**ABOUT THIS TASK**: Where a line of the records contains the word "ActivityAction", show that line.

**Data extracted from a collection**:

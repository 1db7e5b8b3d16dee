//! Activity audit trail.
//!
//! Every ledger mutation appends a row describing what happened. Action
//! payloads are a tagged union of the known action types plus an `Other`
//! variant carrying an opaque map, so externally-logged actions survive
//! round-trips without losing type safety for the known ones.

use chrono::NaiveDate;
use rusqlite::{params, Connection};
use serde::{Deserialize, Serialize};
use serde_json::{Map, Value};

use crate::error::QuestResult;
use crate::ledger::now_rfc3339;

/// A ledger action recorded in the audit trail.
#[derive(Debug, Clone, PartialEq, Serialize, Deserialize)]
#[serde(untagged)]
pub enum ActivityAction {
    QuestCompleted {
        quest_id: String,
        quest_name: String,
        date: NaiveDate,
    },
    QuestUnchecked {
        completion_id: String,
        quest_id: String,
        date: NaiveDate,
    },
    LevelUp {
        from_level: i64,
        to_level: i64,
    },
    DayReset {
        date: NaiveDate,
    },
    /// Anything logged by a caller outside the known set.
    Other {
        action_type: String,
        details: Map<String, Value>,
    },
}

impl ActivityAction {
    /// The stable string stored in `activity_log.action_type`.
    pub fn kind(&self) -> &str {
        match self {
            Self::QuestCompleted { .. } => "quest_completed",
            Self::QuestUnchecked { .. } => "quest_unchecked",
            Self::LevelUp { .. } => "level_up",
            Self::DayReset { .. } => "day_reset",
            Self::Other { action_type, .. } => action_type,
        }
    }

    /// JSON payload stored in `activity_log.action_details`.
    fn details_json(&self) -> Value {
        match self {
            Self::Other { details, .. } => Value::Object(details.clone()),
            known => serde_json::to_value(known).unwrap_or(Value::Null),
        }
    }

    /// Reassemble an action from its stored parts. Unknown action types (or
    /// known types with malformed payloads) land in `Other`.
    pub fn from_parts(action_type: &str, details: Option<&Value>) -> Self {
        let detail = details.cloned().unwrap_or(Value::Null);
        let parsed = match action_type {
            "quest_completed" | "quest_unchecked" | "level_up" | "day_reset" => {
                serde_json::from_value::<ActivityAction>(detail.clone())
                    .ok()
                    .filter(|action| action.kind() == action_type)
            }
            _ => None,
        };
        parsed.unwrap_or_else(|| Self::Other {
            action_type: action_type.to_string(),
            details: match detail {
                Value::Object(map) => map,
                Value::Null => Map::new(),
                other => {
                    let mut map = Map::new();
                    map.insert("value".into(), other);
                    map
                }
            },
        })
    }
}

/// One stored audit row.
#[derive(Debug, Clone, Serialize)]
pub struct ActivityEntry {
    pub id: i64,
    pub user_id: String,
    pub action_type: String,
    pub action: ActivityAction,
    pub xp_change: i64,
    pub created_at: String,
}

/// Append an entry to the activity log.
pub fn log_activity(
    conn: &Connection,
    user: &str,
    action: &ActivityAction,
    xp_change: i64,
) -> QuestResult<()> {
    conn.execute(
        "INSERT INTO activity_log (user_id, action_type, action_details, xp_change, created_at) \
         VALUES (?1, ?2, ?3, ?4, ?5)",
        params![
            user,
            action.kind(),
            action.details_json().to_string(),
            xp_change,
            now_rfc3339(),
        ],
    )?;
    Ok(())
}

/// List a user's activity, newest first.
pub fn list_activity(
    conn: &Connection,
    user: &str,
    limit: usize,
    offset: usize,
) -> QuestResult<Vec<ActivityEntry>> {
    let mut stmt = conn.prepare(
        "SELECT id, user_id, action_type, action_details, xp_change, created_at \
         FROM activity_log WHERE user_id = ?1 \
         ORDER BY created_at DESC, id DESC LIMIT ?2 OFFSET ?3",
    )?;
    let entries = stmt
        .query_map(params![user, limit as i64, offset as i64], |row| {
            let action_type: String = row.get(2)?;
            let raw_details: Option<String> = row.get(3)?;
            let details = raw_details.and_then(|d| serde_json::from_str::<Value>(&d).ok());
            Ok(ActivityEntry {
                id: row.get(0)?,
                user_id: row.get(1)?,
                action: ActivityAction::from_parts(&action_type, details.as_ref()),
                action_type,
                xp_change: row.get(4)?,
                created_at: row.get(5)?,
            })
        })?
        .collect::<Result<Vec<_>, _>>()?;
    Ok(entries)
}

**EXERCISE RESULT**:
pub enum ActivityAction {
impl ActivityAction {
                serde_json::from_value::<ActivityAction>(detail.clone())
    pub action: ActivityAction,
    action: &ActivityAction,
                action: ActivityAction::from_parts(&action_type, details.as_ref()),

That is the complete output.